* _Task requirements_
Give back exactly the stretch of data below from the line holding "filename src/config/validation.rs" through the line holding "not just first", both ends included, and leave the remaining lines out.

───── Entries provided

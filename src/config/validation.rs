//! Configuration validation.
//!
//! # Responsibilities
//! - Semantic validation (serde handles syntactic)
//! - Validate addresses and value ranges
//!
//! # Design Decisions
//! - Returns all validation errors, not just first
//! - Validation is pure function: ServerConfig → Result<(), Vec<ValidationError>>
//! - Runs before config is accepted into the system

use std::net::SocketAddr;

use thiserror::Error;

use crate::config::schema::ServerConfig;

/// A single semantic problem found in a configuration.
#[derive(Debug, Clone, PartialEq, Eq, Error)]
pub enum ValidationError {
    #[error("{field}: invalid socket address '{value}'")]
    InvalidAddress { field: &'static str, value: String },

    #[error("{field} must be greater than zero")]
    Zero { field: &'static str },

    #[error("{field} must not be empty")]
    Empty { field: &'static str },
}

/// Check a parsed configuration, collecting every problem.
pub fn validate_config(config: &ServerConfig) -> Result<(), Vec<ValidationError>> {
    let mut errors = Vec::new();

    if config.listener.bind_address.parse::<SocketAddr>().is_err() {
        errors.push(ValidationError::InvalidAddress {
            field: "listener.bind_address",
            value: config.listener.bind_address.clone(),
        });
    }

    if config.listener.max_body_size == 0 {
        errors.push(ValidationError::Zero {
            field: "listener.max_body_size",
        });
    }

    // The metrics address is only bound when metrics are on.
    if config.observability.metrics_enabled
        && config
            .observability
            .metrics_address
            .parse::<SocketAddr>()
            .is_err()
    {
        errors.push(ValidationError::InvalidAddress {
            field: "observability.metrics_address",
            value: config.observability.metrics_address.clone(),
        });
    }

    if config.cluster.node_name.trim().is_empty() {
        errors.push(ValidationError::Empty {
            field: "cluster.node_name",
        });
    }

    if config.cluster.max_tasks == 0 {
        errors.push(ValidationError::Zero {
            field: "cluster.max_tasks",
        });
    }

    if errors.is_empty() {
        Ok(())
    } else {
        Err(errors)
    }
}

──────────
───── Entries provided

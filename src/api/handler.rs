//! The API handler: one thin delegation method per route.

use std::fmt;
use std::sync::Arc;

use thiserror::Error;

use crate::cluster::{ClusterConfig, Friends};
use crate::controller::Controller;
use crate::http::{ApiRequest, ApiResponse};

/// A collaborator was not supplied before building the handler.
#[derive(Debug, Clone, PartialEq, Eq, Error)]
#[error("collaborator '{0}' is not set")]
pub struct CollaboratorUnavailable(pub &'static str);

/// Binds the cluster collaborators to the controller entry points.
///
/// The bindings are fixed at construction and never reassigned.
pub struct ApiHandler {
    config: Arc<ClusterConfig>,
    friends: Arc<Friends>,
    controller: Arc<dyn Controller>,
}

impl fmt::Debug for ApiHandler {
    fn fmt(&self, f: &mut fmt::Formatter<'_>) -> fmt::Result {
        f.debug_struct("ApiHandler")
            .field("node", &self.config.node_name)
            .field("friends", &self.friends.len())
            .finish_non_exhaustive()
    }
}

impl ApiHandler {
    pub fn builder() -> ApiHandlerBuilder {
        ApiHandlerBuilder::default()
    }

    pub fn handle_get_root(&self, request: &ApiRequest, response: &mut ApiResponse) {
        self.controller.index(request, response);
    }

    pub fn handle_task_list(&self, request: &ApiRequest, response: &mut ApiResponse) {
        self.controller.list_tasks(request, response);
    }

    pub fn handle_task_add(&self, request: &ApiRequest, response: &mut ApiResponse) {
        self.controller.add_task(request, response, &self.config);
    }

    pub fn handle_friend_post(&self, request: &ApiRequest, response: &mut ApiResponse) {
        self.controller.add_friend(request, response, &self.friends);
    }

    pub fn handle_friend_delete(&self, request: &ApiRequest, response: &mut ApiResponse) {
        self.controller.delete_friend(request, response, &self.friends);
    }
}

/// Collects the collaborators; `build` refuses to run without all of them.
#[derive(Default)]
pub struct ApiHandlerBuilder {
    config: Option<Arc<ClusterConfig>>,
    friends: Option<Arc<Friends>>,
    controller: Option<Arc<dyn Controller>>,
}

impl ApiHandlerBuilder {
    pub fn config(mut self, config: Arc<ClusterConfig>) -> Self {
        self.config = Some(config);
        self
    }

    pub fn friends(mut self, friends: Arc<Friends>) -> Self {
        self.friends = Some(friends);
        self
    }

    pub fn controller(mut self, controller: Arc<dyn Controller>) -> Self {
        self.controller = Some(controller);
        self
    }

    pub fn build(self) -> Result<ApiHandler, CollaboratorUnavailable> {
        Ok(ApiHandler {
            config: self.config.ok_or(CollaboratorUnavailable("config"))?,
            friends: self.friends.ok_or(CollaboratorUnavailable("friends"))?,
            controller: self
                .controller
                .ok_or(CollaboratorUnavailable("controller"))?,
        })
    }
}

──────────

* _Solution_
filename src/config/validation.rs
//! Configuration validation.
//!
//! # Responsibilities
//! - Semantic validation (serde handles syntactic)
//! - Validate addresses and value ranges
//!
//! # Design Decisions
//! - Returns all validation errors, not just first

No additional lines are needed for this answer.